Background and aims: No previous study has reported on faecal incontinence (FI) amongst people with IBD. We aimed to determine the frequency and severity of FI in people with IBD, its association with known FI risk factors, and the effect on quality of life.
Method: We randomly sampled 10,000 members of a national Crohn's and Colitis organisation over 18 years old. Demographic information, medical history, FI (ICIQ-B), urinary continence (ICIQ-UI), quality of life (IBD-Q) and free text responses about FI were collected. Current disease activity was reported using the Harvey Bradshaw Index for Crohn's Disease (CD), and the Walmsley Index for ulcerative colitis (UC). Data were managed using Excel, Stata and SPSS 18.

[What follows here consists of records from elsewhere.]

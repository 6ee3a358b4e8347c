//! # Observability Configuration
//!
//! Environment-specific settings for logging, metrics export and trace export.

use std::env;

/// Observability configuration for different environments
#[derive(Debug, Clone)]
pub struct ObservabilityConfig {
    /// Environment name (development, staging, production)
    pub environment: String,
    /// OTLP endpoint for trace export
    pub otlp_endpoint: Option<String>,
    /// Prometheus metrics endpoint port
    pub metrics_port: u16,
    /// Liveness/readiness endpoint port
    pub health_port: u16,
    /// Log level for this crate's targets
    pub log_level: String,
    /// `pretty` or `json`; development defaults to pretty
    pub log_format: Option<String>,
    /// Whether to enable trace sampling
    pub enable_trace_sampling: bool,
    /// Trace sampling ratio (0.0-1.0)
    pub trace_sampling_ratio: f64,
}

impl Default for ObservabilityConfig {
    fn default() -> Self {
        Self {
            environment: "development".to_string(),
            otlp_endpoint: None,
            metrics_port: 9090,
            health_port: 8080,
            log_level: "info".to_string(),
            log_format: None,
            enable_trace_sampling: false,
            trace_sampling_ratio: 1.0,
        }
    }
}

impl ObservabilityConfig {
    /// Load configuration from environment variables
    pub fn from_env() -> Self {
        Self::from_lookup(&|key: &str| env::var(key).ok())
    }

    /// Load configuration from an arbitrary key lookup; unparsable values fall back to defaults.
    pub fn from_lookup<F>(lookup: &F) -> Self
    where
        F: Fn(&str) -> Option<String>,
    {
        let defaults = Self::default();
        Self {
            environment: lookup("ENVIRONMENT").unwrap_or(defaults.environment),
            otlp_endpoint: lookup("OTLP_ENDPOINT").filter(|e| !e.trim().is_empty()),
            metrics_port: lookup("METRICS_PORT")
                .and_then(|v| v.parse().ok())
                .unwrap_or(defaults.metrics_port),
            health_port: lookup("HEALTH_PORT")
                .and_then(|v| v.parse().ok())
                .unwrap_or(defaults.health_port),
            log_level: lookup("OBSERVABILITY_LOG_LEVEL").unwrap_or(defaults.log_level),
            log_format: lookup("LOG_FORMAT"),
            enable_trace_sampling: lookup("ENABLE_TRACE_SAMPLING")
                .and_then(|v| v.parse().ok())
                .unwrap_or(defaults.enable_trace_sampling),
            trace_sampling_ratio: lookup("TRACE_SAMPLING_RATIO")
                .and_then(|v| v.parse().ok())
                .unwrap_or(defaults.trace_sampling_ratio),
        }
    }

    /// Check if running in production environment
    pub fn is_production(&self) -> bool {
        self.environment == "production"
    }

    /// Check if running in development environment
    pub fn is_development(&self) -> bool {
        self.environment == "development"
    }

    /// Pretty output when asked for explicitly, or in development unless JSON was requested.
    pub fn use_pretty_logs(&self) -> bool {
        match self.log_format.as_deref() {
            Some("pretty") => true,
            Some("json") => false,
            _ => self.is_development(),
        }
    }

    /// Validate configuration
    pub fn validate(&self) -> Result<(), String> {
        if let Some(endpoint) = &self.otlp_endpoint {
            if !endpoint.starts_with("http://") && !endpoint.starts_with("https://") {
                return Err(format!("Invalid OTLP endpoint format: {}", endpoint));
            }
        }

        if !(0.0..=1.0).contains(&self.trace_sampling_ratio) {
            return Err(format!(
                "Invalid trace sampling ratio: {}",
                self.trace_sampling_ratio
            ));
        }

        if self.metrics_port == 0 || self.health_port == 0 {
            return Err("Metrics and health ports must be non-zero".to_string());
        }

        if self.metrics_port == self.health_port {
            return Err("Health port and metrics port cannot be the same".to_string());
        }

        Ok(())
    }
}

#[cfg(test)]
mod tests {
    use super::*;

    #[test]
    fn test_default_config() {
        let config = ObservabilityConfig::default();
        assert_eq!(config.environment, "development");
        assert_eq!(config.metrics_port, 9090);
        assert_eq!(config.health_port, 8080);
        assert!(config.use_pretty_logs());
        assert!(config.validate().is_ok());
    }

    #[test]
    fn test_config_validation() {
        let mut config = ObservabilityConfig::default();

        config.otlp_endpoint = Some("invalid-endpoint".to_string());
        assert!(config.validate().is_err());

        config.otlp_endpoint = None;
        config.trace_sampling_ratio = 1.5;
        assert!(config.validate().is_err());

        config.trace_sampling_ratio = 1.0;
        config.health_port = config.metrics_port;
        assert!(config.validate().is_err());
    }

    #[test]
    fn test_log_format_selection() {
        let lookup = |key: &str| match key {
            "ENVIRONMENT" => Some("production".to_string()),
            "METRICS_PORT" => Some("not-a-port".to_string()),
            _ => None,
        };
        let config = ObservabilityConfig::from_lookup(&lookup);
        assert!(config.is_production());
        assert!(!config.use_pretty_logs());
        assert_eq!(config.metrics_port, 9090);

        let lookup = |key: &str| match key {
            "ENVIRONMENT" => Some("production".to_string()),
            "LOG_FORMAT" => Some("pretty".to_string()),
            _ => None,
        };
        assert!(ObservabilityConfig::from_lookup(&lookup).use_pretty_logs());
    }
}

Results: 4827 responses were received: 3264 were complete and included (32.6% response). 2178 respondents were female (66.7%); mean age 50.26 yrs (range 19–92); CD 1543 (46.98%); UC 1599 (48.97%); other IBD 126 (3.85%); no diagnosis given 6 (0.18%).
74% (2391) of respondents reported FI (95% CI 72–75). Nine percent (299) reported regular FI. No association was found between FI and diagnosis. Significant associations were found in multivariable analysis between FI and age (p = 0.005), gender (p < 0.001), anal stretch (p = 0.004), anal fistula surgery (p < 0.001), colo-rectal surgery (p = < 0.001), and urinary incontinence (p = < 0.001), but not with vaginal delivery. Quality of life was significantly affected by FI (p < 0.001).
Conclusion: Even if all non-respondents are continent, FI affects 24% of people with IBD. In our sample 74% reported FI, which can occur without active disease. There is a large currently unmet need for continence care in people with IBD.